Task |
Look through the data below and return each line where "process" appears.

========

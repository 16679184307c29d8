// SPDX-License-Identifier: BUSL-1.1
// Copyright (c) 2026 Alfred Jean LLC

//! Config manager (C2): loads the three JSON documents, validates
//! cross-references, and serves typed lookups with defaults. Initialized
//! once at startup and treated as immutable thereafter.

mod actions;
mod bindings;
mod error;
mod globals;

pub use actions::{ActionConfig, ActionType};
pub use bindings::{BindingAction, BindingSequence};
pub use error::ConfigError;
pub use globals::Globals;

use std::collections::HashMap;
use std::fs;
use std::path::{Path, PathBuf};

use actions::ActionsDoc;
use bindings::{BindingRaw, BindingsDoc};

/// Loaded, validated configuration. Immutable after [`ConfigManager::load`].
#[derive(Debug)]
pub struct ConfigManager {
    globals: Globals,
    actions: HashMap<String, ActionConfig>,
    bindings: HashMap<String, BindingSequence>,
    /// Binding name anchored on each action name, for `is_start_sequence_action`
    /// and `get_sequence`.
    anchors: HashMap<String, String>,
}

impl ConfigManager {
    /// Load and validate the three config documents. Fails if any file is
    /// missing, isn't well-formed JSON, or cross-reference validation fails
    /// (unknown action ref, duplicate sequence index, zero-action binding,
    /// disabled-action ref, missing anchor).
    pub fn load(
        globals_path: &Path,
        actions_path: &Path,
        bindings_path: &Path,
    ) -> Result<Self, ConfigError> {
        let globals_doc: HashMap<String, serde_json::Value> = read_json(globals_path)?;
        let actions_doc: ActionsDoc = read_json(actions_path)?;
        let bindings_doc: BindingsDoc = read_json(bindings_path)?;

        let mut actions = HashMap::new();
        for raw in actions_doc.actions {
            let cfg = ActionConfig::from_raw(raw)
                .map_err(|msg| ConfigError::Malformed {
                    path: actions_path.to_owned(),
                    source: serde::de::Error::custom(msg),
                })?;
            actions.insert(cfg.name.clone(), cfg);
        }

        let mut bindings = HashMap::new();
        let mut anchors = HashMap::new();
        for raw in bindings_doc.bindings {
            let binding = Self::validate_binding(raw, &actions)?;
            if let Some(anchor) = binding.anchor_action() {
                anchors.insert(anchor.to_owned(), binding.name.clone());
            }
            bindings.insert(binding.name.clone(), binding);
        }

        Ok(Self { globals: Globals::from_map(globals_doc), actions, bindings, anchors })
    }

    fn validate_binding(
        raw: BindingRaw,
        actions: &HashMap<String, ActionConfig>,
    ) -> Result<BindingSequence, ConfigError> {
        if raw.actions.is_empty() {
            return Err(ConfigError::EmptyBinding { binding: raw.name });
        }

        let mut seen_indices = std::collections::HashSet::new();
        let mut parsed: Vec<BindingAction> = Vec::with_capacity(raw.actions.len());
        for a in &raw.actions {
            if !seen_indices.insert(a.sequence) {
                return Err(ConfigError::DuplicateSequenceIndex {
                    binding: raw.name.clone(),
                    index: a.sequence,
                });
            }
            let action_cfg = actions.get(&a.name).ok_or_else(|| ConfigError::UnknownActionRef {
                binding: raw.name.clone(),
                action: a.name.clone(),
            })?;
            if action_cfg.disabled {
                return Err(ConfigError::DisabledActionRef {
                    binding: raw.name.clone(),
                    action: a.name.clone(),
                });
            }
            parsed.push(BindingAction {
                name: a.name.clone(),
                mandatory: a.mandatory,
                timeout_override: if a.timeout > 0 {
                    Some(std::time::Duration::from_secs(a.timeout))
                } else {
                    None
                },
                sequence_index: a.sequence,
            });
        }

        let n = parsed.len();
        if !(0..n).all(|i| seen_indices.contains(&i)) {
            return Err(ConfigError::NonPermutationIndices { binding: raw.name });
        }

        parsed.sort_by_key(|a| a.sequence_index);

        let anchor_type = actions
            .get(&parsed[0].name)
            .map(|c| c.action_type)
            .unwrap_or(ActionType::Safety);
        if anchor_type != ActionType::Detection {
            return Err(ConfigError::MissingAnchor { binding: raw.name });
        }

        Ok(BindingSequence {
            name: raw.name,
            timeout: std::time::Duration::from_secs(raw.timeout),
            priority: raw.priority,
            actions: parsed,
        })
    }

    pub fn globals(&self) -> &Globals {
        &self.globals
    }

    pub fn get_action_config(&self, name: &str) -> Result<&ActionConfig, ConfigError> {
        self.actions
            .get(name)
            .ok_or_else(|| ConfigError::UnknownAction { action: name.to_owned() })
    }

    /// The binding anchored on `anchor_action`'s index-0 detection step.
    pub fn get_sequence(&self, anchor_action: &str) -> Result<&BindingSequence, ConfigError> {
        let binding_name = self.anchors.get(anchor_action).ok_or_else(|| {
            ConfigError::NoBindingForAnchor { action: anchor_action.to_owned() }
        })?;
        // Always present: `anchors` and `bindings` are populated together.
        self.bindings.get(binding_name).ok_or_else(|| ConfigError::NoBindingForAnchor {
            action: anchor_action.to_owned(),
        })
    }

    /// True iff `name` is the anchor of some binding.
    pub fn is_start_sequence_action(&self, name: &str) -> bool {
        self.anchors.contains_key(name)
    }
}

fn read_json<T: serde::de::DeserializeOwned>(path: &Path) -> Result<T, ConfigError> {
    let bytes = fs::read(path).map_err(|_| ConfigError::Missing { path: path.to_owned() })?;
    serde_json::from_slice(&bytes)
        .map_err(|source| ConfigError::Malformed { path: path.to_owned(), source })
}

#[cfg(test)]
#[path = "mod_tests.rs"]
mod tests;
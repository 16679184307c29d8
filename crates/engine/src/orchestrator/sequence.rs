// SPDX-License-Identifier: BUSL-1.1
// Copyright (c) 2026 Alfred Jean LLC

//! `SequenceInstance`: one in-flight run of a binding, keyed by the
//! anchor's anomaly-instance-id.

use crate::config::{BindingAction, BindingSequence};
use crate::support::TimerHandle;
use crate::transport::messages::ActionResponseData;

#[derive(Debug, Clone, Copy, PartialEq, Eq)]
pub enum SequenceState {
    Running,
    Completed,
    Failed,
    TimedOut,
}

impl SequenceState {
    pub fn is_terminal(self) -> bool {
        !matches!(self, Self::Running)
    }
}

pub struct SequenceInstance {
    pub anomaly_instance_id: String,
    pub anchor_action: String,
    pub anchor_key: String,
    pub binding_name: String,
    pub actions: Vec<BindingAction>,
    pub current_index: usize,
    pub context: Vec<ActionResponseData>,
    pub state: SequenceState,
    pub step_timer: Option<TimerHandle>,
    pub sequence_timer: Option<TimerHandle>,
    /// The non-anchor action this instance currently holds the contended
    /// lock for, if any.
    pub held_action: Option<String>,
}

impl SequenceInstance {
    pub fn new(anomaly_instance_id: String, binding: &BindingSequence, anchor_key: String) -> Self {
        Self {
            anomaly_instance_id,
            anchor_action: binding.actions.first().map(|a| a.name.clone()).unwrap_or_default(),
            anchor_key,
            binding_name: binding.name.clone(),
            actions: binding.actions.clone(),
            current_index: 0,
            context: Vec::new(),
            state: SequenceState::Running,
            step_timer: None,
            sequence_timer: None,
            held_action: None,
        }
    }

    pub fn current_action(&self) -> Option<&str> {
        self.actions.get(self.current_index).map(|a| a.name.as_str())
    }
}

#[cfg(test)]
#[path = "sequence_tests.rs"]
mod tests;
// SPDX-License-Identifier: BUSL-1.1
// Copyright (c) 2026 Alfred Jean LLC

//! Wire/internal message types shared by both transport bindings (C3):
//! the `LomRequest`/`LomResponse` envelopes, their tagged payload variants,
//! and the action-level request/response bodies the orchestrator builds.

use std::time::Duration;

use serde::de::Error as _;
use serde::ser::Error as _;
use serde::{Deserialize, Deserializer, Serialize, Serializer};
use uuid::Uuid;

use crate::error::ErrorCode;

/// `ReqType` integer values, per the wire protocol in spec.md §6. Carried
/// as a plain `req_type` integer field on the wire, never as a Rust variant
/// name, so any client built against the documented protocol can select a
/// payload variant without knowing this crate's enum.
#[derive(Debug, Clone, Copy, PartialEq, Eq)]
#[repr(u8)]
pub enum ReqType {
    RegClient = 1,
    DeregClient = 2,
    RegAction = 3,
    DeregAction = 4,
    RecvServerRequest = 5,
    SendServerResponse = 6,
    NotifyActionHeartbeat = 7,
}

impl ReqType {
    pub fn as_u8(self) -> u8 {
        self as u8
    }
}

/// One action's accumulated response, recorded in a sequence's context and
/// carried over the wire as both a request's context entry and a
/// response's own payload.
#[derive(Debug, Clone, PartialEq, Serialize, Deserialize)]
pub struct ActionResponseData {
    pub action: String,
    pub instance_id: String,
    pub anomaly_instance_id: String,
    pub anomaly_key: String,
    pub response_string: String,
    pub result_code: i32,
    pub result_string: String,
}

impl ActionResponseData {
    pub fn is_success(&self) -> bool {
        self.result_code == 0
    }

    /// True iff `instance_id == anomaly_instance_id`, the anchor-response
    /// shape described in spec.md §3.
    pub fn is_anchor(&self) -> bool {
        self.instance_id == self.anomaly_instance_id
    }
}

/// A request dispatched to a client for a single action step.
#[derive(Debug, Clone, PartialEq, Serialize, Deserialize)]
pub struct ActionRequestData {
    pub action: String,
    pub instance_id: String,
    pub anomaly_instance_id: String,
    pub anomaly_key: String,
    pub timeout: Duration,
    pub context: Vec<ActionResponseData>,
}

/// Tagged union of requests the engine may push to a client, per spec.md
/// §3/§6 (`ServerRequestData.ReqType`: 0=Action, 1=Shutdown). Serializes as
/// the literal documented shape — an integer `req_type` field alongside
/// [`ActionRequestData`]'s own fields for the `Action` case — rather than
/// serde's default string-tagged-by-variant-name representation.
#[derive(Debug, Clone, PartialEq)]
pub enum ServerRequestData {
    Action(ActionRequestData),
    Shutdown,
}

impl Serialize for ServerRequestData {
    fn serialize<S: Serializer>(&self, serializer: S) -> Result<S::Ok, S::Error> {
        let mut value = match self {
            ServerRequestData::Action(req) => serde_json::to_value(req).map_err(S::Error::custom)?,
            ServerRequestData::Shutdown => serde_json::Value::Object(serde_json::Map::new()),
        };
        let req_type = match self {
            ServerRequestData::Action(_) => 0u8,
            ServerRequestData::Shutdown => 1u8,
        };
        if let serde_json::Value::Object(map) = &mut value {
            map.insert("req_type".to_owned(), req_type.into());
        }
        value.serialize(serializer)
    }
}

impl<'de> Deserialize<'de> for ServerRequestData {
    fn deserialize<D: Deserializer<'de>>(deserializer: D) -> Result<Self, D::Error> {
        let value = serde_json::Value::deserialize(deserializer)?;
        let req_type = value
            .get("req_type")
            .and_then(serde_json::Value::as_u64)
            .ok_or_else(|| D::Error::missing_field("req_type"))?;
        match req_type {
            0 => {
                let req: ActionRequestData = serde_json::from_value(value).map_err(D::Error::custom)?;
                Ok(ServerRequestData::Action(req))
            }
            1 => Ok(ServerRequestData::Shutdown),
            other => Err(D::Error::custom(format!("unknown ServerRequestData req_type {other}"))),
        }
    }
}

/// Client → server request payload variants, keyed by the documented
/// `req_type` integer (1-7, per spec.md §6) rather than serde's default
/// string-tagged-by-Rust-variant-name representation.
#[derive(Debug, Clone, PartialEq)]
pub enum ReqPayload {
    RegClient,
    DeregClient,
    RegAction { action: String },
    DeregAction { action: String },
    RecvServerRequest,
    SendServerResponse(ActionResponseData),
    NotifyActionHeartbeat { action: String, timestamp: u64 },
}

impl ReqPayload {
    pub fn req_type(&self) -> ReqType {
        match self {
            Self::RegClient => ReqType::RegClient,
            Self::DeregClient => ReqType::DeregClient,
            Self::RegAction { .. } => ReqType::RegAction,
            Self::DeregAction { .. } => ReqType::DeregAction,
            Self::RecvServerRequest => ReqType::RecvServerRequest,
            Self::SendServerResponse(_) => ReqType::SendServerResponse,
            Self::NotifyActionHeartbeat { .. } => ReqType::NotifyActionHeartbeat,
        }
    }
}

impl Serialize for ReqPayload {
    fn serialize<S: Serializer>(&self, serializer: S) -> Result<S::Ok, S::Error> {
        let value = match self {
            ReqPayload::RegClient | ReqPayload::DeregClient | ReqPayload::RecvServerRequest => {
                serde_json::json!({ "req_type": self.req_type().as_u8() })
            }
            ReqPayload::RegAction { action } | ReqPayload::DeregAction { action } => {
                serde_json::json!({ "req_type": self.req_type().as_u8(), "action": action })
            }
            ReqPayload::SendServerResponse(resp) => {
                let mut value = serde_json::to_value(resp).map_err(S::Error::custom)?;
                if let serde_json::Value::Object(map) = &mut value {
                    map.insert("req_type".to_owned(), self.req_type().as_u8().into());
                }
                value
            }
            ReqPayload::NotifyActionHeartbeat { action, timestamp } => {
                serde_json::json!({
                    "req_type": self.req_type().as_u8(),
                    "action": action,
                    "timestamp": timestamp,
                })
            }
        };
        value.serialize(serializer)
    }
}

impl<'de> Deserialize<'de> for ReqPayload {
    fn deserialize<D: Deserializer<'de>>(deserializer: D) -> Result<Self, D::Error> {
        let value = serde_json::Value::deserialize(deserializer)?;
        let req_type = value
            .get("req_type")
            .and_then(serde_json::Value::as_u64)
            .ok_or_else(|| D::Error::missing_field("req_type"))?;

        fn string_field<E: serde::de::Error>(value: &serde_json::Value, key: &str) -> Result<String, E> {
            value.get(key).and_then(serde_json::Value::as_str).map(str::to_owned).ok_or_else(|| E::missing_field(key))
        }

        match req_type {
            1 => Ok(ReqPayload::RegClient),
            2 => Ok(ReqPayload::DeregClient),
            3 => Ok(ReqPayload::RegAction { action: string_field(&value, "action")? }),
            4 => Ok(ReqPayload::DeregAction { action: string_field(&value, "action")? }),
            5 => Ok(ReqPayload::RecvServerRequest),
            6 => {
                let resp: ActionResponseData = serde_json::from_value(value).map_err(D::Error::custom)?;
                Ok(ReqPayload::SendServerResponse(resp))
            }
            7 => {
                let action = string_field(&value, "action")?;
                let timestamp = value
                    .get("timestamp")
                    .and_then(serde_json::Value::as_u64)
                    .ok_or_else(|| D::Error::missing_field("timestamp"))?;
                Ok(ReqPayload::NotifyActionHeartbeat { action, timestamp })
            }
            other => Err(D::Error::custom(format!("unknown req_type {other}"))),
        }
    }
}

/// Client → server envelope. `session` identifies one client process's
/// transport session (stable across every request it sends) and is what
/// `RegisterClient` compares to decide whether a re-registration under the
/// same name is idempotent or a collision.
#[derive(Debug, Clone, PartialEq, Serialize, Deserialize)]
pub struct LomRequest {
    pub client: String,
    pub session: Uuid,
    pub timeout_secs: u64,
    pub req_data: ReqPayload,
}

impl LomRequest {
    pub fn req_type(&self) -> ReqType {
        self.req_data.req_type()
    }
}

/// Response payload carried back on success; most request types carry
/// nothing, `RecvServerRequest` carries the dispatched [`ServerRequestData`].
/// `Empty` serializes as JSON `null` and `ServerRequest` serializes as the
/// inner [`ServerRequestData`] directly, with no Rust-variant wrapper key.
#[derive(Debug, Clone, PartialEq)]
pub enum RespPayload {
    Empty,
    ServerRequest(ServerRequestData),
}

impl Serialize for RespPayload {
    fn serialize<S: Serializer>(&self, serializer: S) -> Result<S::Ok, S::Error> {
        match self {
            RespPayload::Empty => serializer.serialize_none(),
            RespPayload::ServerRequest(data) => data.serialize(serializer),
        }
    }
}

impl<'de> Deserialize<'de> for RespPayload {
    fn deserialize<D: Deserializer<'de>>(deserializer: D) -> Result<Self, D::Error> {
        let value = serde_json::Value::deserialize(deserializer)?;
        if value.is_null() {
            return Ok(RespPayload::Empty);
        }
        let data: ServerRequestData = serde_json::from_value(value).map_err(D::Error::custom)?;
        Ok(RespPayload::ServerRequest(data))
    }
}

/// Server → client envelope. `result_code == 0` is success.
#[derive(Debug, Clone, PartialEq, Serialize, Deserialize)]
pub struct LomResponse {
    pub result_code: i32,
    pub result_str: String,
    pub resp_data: RespPayload,
}

impl LomResponse {
    pub fn ok(resp_data: RespPayload) -> Self {
        Self { result_code: 0, result_str: String::new(), resp_data }
    }

    pub fn err(code: ErrorCode, msg: impl Into<String>) -> Self {
        let msg = msg.into();
        let result_str = if msg.is_empty() { code.message().to_owned() } else { msg };
        Self { result_code: code.code(), result_str, resp_data: RespPayload::Empty }
    }

    pub fn is_ok(&self) -> bool {
        self.result_code == 0
    }
}

#[cfg(test)]
#[path = "messages_tests.rs"]
mod tests;
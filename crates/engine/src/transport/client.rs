// SPDX-License-Identifier: BUSL-1.1
// Copyright (c) 2026 Alfred Jean LLC

//! Client-side dial/call stub for talking to a remote engine's JSON gateway.
//! Plugins embedded in this process use [`crate::transport::native::Transport`]
//! directly; out-of-process plugins (or test harnesses standing in for one)
//! go through this over HTTP instead.

use std::time::Duration;

use super::messages::{LomRequest, LomResponse};
use super::native::{Transport, TransportError};

const REQUEST_TIMEOUT: Duration = Duration::from_secs(30);

/// Talks to one engine's `/lom/rpc` route.
#[derive(Debug, Clone)]
pub struct RpcClient {
    http: reqwest::Client,
    base_url: String,
}

impl RpcClient {
    /// `base_url` is the engine's origin, e.g. `http://127.0.0.1:8080`.
    pub fn new(base_url: impl Into<String>) -> Self {
        let http = reqwest::Client::builder().timeout(REQUEST_TIMEOUT).build().unwrap_or_default();
        Self { http, base_url: base_url.into().trim_end_matches('/').to_owned() }
    }

    /// Checks the engine's `/api/v1/health` route without sending an RPC.
    pub async fn dial(&self) -> Result<(), String> {
        let url = format!("{}/api/v1/health", self.base_url);
        let resp = self.http.get(&url).send().await.map_err(|e| e.to_string())?;
        if !resp.status().is_success() {
            return Err(format!("HTTP {}", resp.status()));
        }
        Ok(())
    }

    pub async fn call(&self, request: &LomRequest) -> Result<LomResponse, String> {
        let url = format!("{}/lom/rpc", self.base_url);
        let resp = self.http.post(&url).json(request).send().await.map_err(|e| e.to_string())?;
        if !resp.status().is_success() {
            let status = resp.status();
            let text = resp.text().await.unwrap_or_default();
            return Err(format!("HTTP {status}: {text}"));
        }
        resp.json::<LomResponse>().await.map_err(|e| e.to_string())
    }
}

#[tonic::async_trait]
impl Transport for RpcClient {
    async fn dial(&self) -> Result<(), TransportError> {
        RpcClient::dial(self).await.map_err(TransportError::Dial)
    }

    async fn call(&self, request: LomRequest) -> Result<LomResponse, TransportError> {
        RpcClient::call(self, &request).await.map_err(TransportError::Rpc)
    }
}

#[cfg(test)]
#[path = "client_tests.rs"]
mod tests;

========

Response to this task |
/// Client → server envelope. `session` identifies one client process's
//! Plugins embedded in this process use [`crate::transport::native::Transport`]
//! directly; out-of-process plugins (or test harnesses standing in for one)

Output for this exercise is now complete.